(Data excerpts)

::::::::::

//! Server construction and middleware wiring.

mod config;
#[cfg(feature = "metrics")]
mod metrics;
mod state_builders;

pub use config::ServerConfig;

#[cfg(feature = "metrics")]
pub(crate) use metrics::initialize_metrics;
#[cfg(feature = "metrics")]
use metrics::MetricsLayer;
pub(crate) use state_builders::build_http_state;

use actix_session::{
    SessionMiddleware,
    config::{CookieContentSecurity, PersistentSession},
    storage::CookieSessionStore,
};
use actix_web::cookie::time::Duration;
use actix_web::cookie::{Key, SameSite};
use actix_web::dev::{Server, ServiceFactory, ServiceRequest, ServiceResponse};
use actix_web::{App, HttpServer, web};

use helpdesk::Trace;
#[cfg(debug_assertions)]
use helpdesk::doc::ApiDoc;
use helpdesk::inbound::http::health::{HealthState, live, ready};
use helpdesk::inbound::http::routes;
use helpdesk::inbound::http::state::HttpState;
#[cfg(debug_assertions)]
use utoipa::OpenApi;
#[cfg(debug_assertions)]
use utoipa_swagger_ui::SwaggerUi;

#[derive(Clone)]
struct AppDependencies {
    health_state: web::Data<HealthState>,
    http_state: web::Data<HttpState>,
    key: Key,
    cookie_secure: bool,
    same_site: SameSite,
    session_ttl: Duration,
}

fn build_app(
    deps: AppDependencies,
) -> App<
    impl ServiceFactory<
        ServiceRequest,
        Config = (),
        Response = ServiceResponse,
        Error = actix_web::Error,
        InitError = (),
    >,
> {
    let AppDependencies {
        health_state,
        http_state,
        key,
        cookie_secure,
        same_site,
        session_ttl,
    } = deps;

    let session = SessionMiddleware::builder(CookieSessionStore::default(), key)
        .cookie_name("session".into())
        .cookie_path("/".into())
        .cookie_secure(cookie_secure)
        .cookie_http_only(true)
        .cookie_content_security(CookieContentSecurity::Private)
        .cookie_same_site(same_site)
        .session_lifecycle(PersistentSession::default().session_ttl(session_ttl))
        .build();

    let api = web::scope("/api/v1")
        .wrap(session)
        .configure(routes::configure);

    let app = App::new()
        .app_data(health_state)
        .app_data(http_state)
        .wrap(Trace)
        .service(api)
        .service(ready)
        .service(live);

    #[cfg(debug_assertions)]
    let app = app.service(SwaggerUi::new("/docs").url("/api-docs/openapi.json", ApiDoc::openapi()));

    app
}

/// Construct an Actix HTTP server serving `http_state`.
///
/// Readiness flips once the listener is bound.
///
/// # Errors
/// Propagates [`std::io::Error`] when binding the socket fails.
pub fn create_server(
    health_state: web::Data<HealthState>,
    http_state: HttpState,
    config: ServerConfig,
) -> std::io::Result<Server> {
    let server_health_state = health_state.clone();
    let http_state = web::Data::new(http_state);
    let ServerConfig {
        key,
        cookie_secure,
        same_site,
        session_ttl,
        bind_addr,
        db_pool: _,
        #[cfg(feature = "metrics")]
        prometheus,
    } = config;

    #[cfg(feature = "metrics")]
    let metrics_layer = MetricsLayer::from_option(prometheus);

    let server = HttpServer::new(move || {
        let app = build_app(AppDependencies {
            health_state: server_health_state.clone(),
            http_state: http_state.clone(),
            key: key.clone(),
            cookie_secure,
            same_site,
            session_ttl,
        });

        #[cfg(feature = "metrics")]
        let app = app.wrap(metrics_layer.clone());

        app
    })
    .bind(bind_addr)?
    .run();

    health_state.mark_ready();
    Ok(server)
}
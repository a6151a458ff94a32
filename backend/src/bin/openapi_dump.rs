//! Print the OpenAPI document as pretty JSON.

use helpdesk::ApiDoc;
use utoipa::OpenApi;

fn main() -> Result<(), serde_json::Error> {
    println!("{}", ApiDoc::openapi().to_pretty_json()?);
    Ok(())
}
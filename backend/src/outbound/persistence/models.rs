//! Internal Diesel row structs for database operations.
//!
//! These types are implementation details of the persistence layer and never
//! reach the domain. Conversions into domain aggregates live in the
//! repositories so that every loaded row passes the domain constructors.

use chrono::{DateTime, Utc};
use diesel::prelude::*;
use uuid::Uuid;

use super::schema::{tickets, users};

/// Row struct for reading from the users table.
#[derive(Debug, Clone, Queryable, Selectable)]
#[diesel(table_name = users)]
#[diesel(check_for_backend(diesel::pg::Pg))]
pub(crate) struct UserRow {
    pub id: Uuid,
    pub email: String,
    pub password_hash: String,
    pub name: String,
    pub role: String,
    pub department: Option<String>,
    pub image: Option<String>,
    pub created_at: DateTime<Utc>,
    pub updated_at: DateTime<Utc>,
}

/// Insertable struct for creating user records.
#[derive(Debug, Clone, Insertable)]
#[diesel(table_name = users)]
pub(crate) struct NewUserRow<'a> {
    pub id: Uuid,
    pub email: &'a str,
    pub password_hash: &'a str,
    pub name: &'a str,
    pub role: &'static str,
    pub department: Option<&'static str>,
    pub image: Option<&'a str>,
    pub created_at: DateTime<Utc>,
    pub updated_at: DateTime<Utc>,
}

/// Changeset for self-service profile updates. `None` fields are skipped.
#[derive(Debug, Clone, AsChangeset)]
#[diesel(table_name = users)]
pub(crate) struct UserProfileUpdate<'a> {
    pub name: Option<&'a str>,
    pub image: Option<&'a str>,
    pub password_hash: Option<&'a str>,
    pub updated_at: DateTime<Utc>,
}

/// Row struct for reading from the tickets table.
#[derive(Debug, Clone, Queryable, Selectable)]
#[diesel(table_name = tickets)]
#[diesel(check_for_backend(diesel::pg::Pg))]
pub(crate) struct TicketRow {
    pub id: Uuid,
    pub title: String,
    pub description: String,
    pub department: String,
    pub location: String,
    pub device_id: String,
    pub priority: String,
    pub status: String,
    pub coordinator_id: Uuid,
    pub technician_id: Option<Uuid>,
    pub created_at: DateTime<Utc>,
    pub updated_at: DateTime<Utc>,
    pub assigned_at: Option<DateTime<Utc>>,
    pub resolved_at: Option<DateTime<Utc>>,
    pub remarks: Option<String>,
}

/// Insertable struct for newly opened tickets.
#[derive(Debug, Clone, Insertable)]
#[diesel(table_name = tickets)]
pub(crate) struct NewTicketRow<'a> {
    pub id: Uuid,
    pub title: &'a str,
    pub description: &'a str,
    pub department: &'static str,
    pub location: &'a str,
    pub device_id: &'a str,
    pub priority: &'static str,
    pub status: &'static str,
    pub coordinator_id: Uuid,
    pub created_at: DateTime<Utc>,
    pub updated_at: DateTime<Utc>,
}

/// Changeset for detail edits. `None` fields are skipped.
#[derive(Debug, Clone, AsChangeset)]
#[diesel(table_name = tickets)]
pub(crate) struct TicketDetailsUpdate<'a> {
    pub title: Option<&'a str>,
    pub description: Option<&'a str>,
    pub department: Option<&'static str>,
    pub location: Option<&'a str>,
    pub device_id: Option<&'a str>,
    pub priority: Option<&'static str>,
    pub updated_at: DateTime<Utc>,
}
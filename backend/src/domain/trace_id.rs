//! Request-scoped trace identifier for correlation across logs and errors.
//!
//! `TraceId` follows a request through the system. It uses task-local storage
//! so the current identifier is available without explicit parameter
//! threading.
//!
//! Tokio task-local variables are not inherited across spawned tasks. Use
//! [`TraceId::scope`] when spawning new tasks or moving work onto blocking
//! threads.

use std::future::Future;

use tokio::task_local;
use uuid::Uuid;

task_local! {
    static TRACE_ID: TraceId;
}

/// Per-request trace identifier exposed via task-local storage.
///
/// # Examples
/// ```
/// use helpdesk::domain::TraceId;
///
/// async fn handler() -> Option<String> {
///     TraceId::current().map(|id| id.to_string())
/// }
/// ```
#[derive(Debug, Clone, Copy, PartialEq, Eq)]
pub struct TraceId(Uuid);

impl TraceId {
    /// Generate a new random trace identifier.
    #[must_use]
    #[rustfmt::skip]
    pub(crate) fn generate() -> Self { Self(Uuid::new_v4()) }

    /// Construct a trace identifier from an existing UUID.
    #[must_use]
    pub fn from_uuid(uuid: Uuid) -> Self {
        Self(uuid)
    }

    /// Returns the current trace identifier if one is in scope.
    #[must_use]
    #[rustfmt::skip]
    pub fn current() -> Option<Self> { TRACE_ID.try_with(|id| *id).ok() }

    /// Access the inner UUID.
    #[must_use]
    pub fn as_uuid(&self) -> &Uuid {
        &self.0
    }

    /// Execute the provided future with the supplied trace identifier in scope.
    pub async fn scope<Fut>(trace_id: TraceId, fut: Fut) -> Fut::Output
    where
        Fut: Future,
    {
        TRACE_ID.scope(trace_id, fut).await
    }
}

impl std::fmt::Display for TraceId {
    fn fmt(&self, f: &mut std::fmt::Formatter<'_>) -> std::fmt::Result {
        write!(f, "{}", self.0)
    }
}

impl std::str::FromStr for TraceId {
    type Err = uuid::Error;

    fn from_str(s: &str) -> Result<Self, Self::Err> {
        Ok(Self(Uuid::parse_str(s)?))
    }
}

::::::::::

Print the line with "pub fn current()" and every line after it in the entries above, exactly as written. Leave out all other lines.

▶ **Response**:
    pub fn current() -> Option<Self> { TRACE_ID.try_with(|id| *id).ok() }

    /// Access the inner UUID.
    #[must_use]
    pub fn as_uuid(&self) -> &Uuid {
        &self.0
    }

    /// Execute the provided future with the supplied trace identifier in scope.
    pub async fn scope<Fut>(trace_id: TraceId, fut: Fut) -> Fut::Output
    where
        Fut: Future,
    {
        TRACE_ID.scope(trace_id, fut).await
    }
}

impl std::fmt::Display for TraceId {
    fn fmt(&self, f: &mut std::fmt::Formatter<'_>) -> std::fmt::Result {
        write!(f, "{}", self.0)
    }
}

impl std::str::FromStr for TraceId {
    type Err = uuid::Error;

    fn from_str(s: &str) -> Result<Self, Self::Err> {
        Ok(Self(Uuid::parse_str(s)?))
    }
}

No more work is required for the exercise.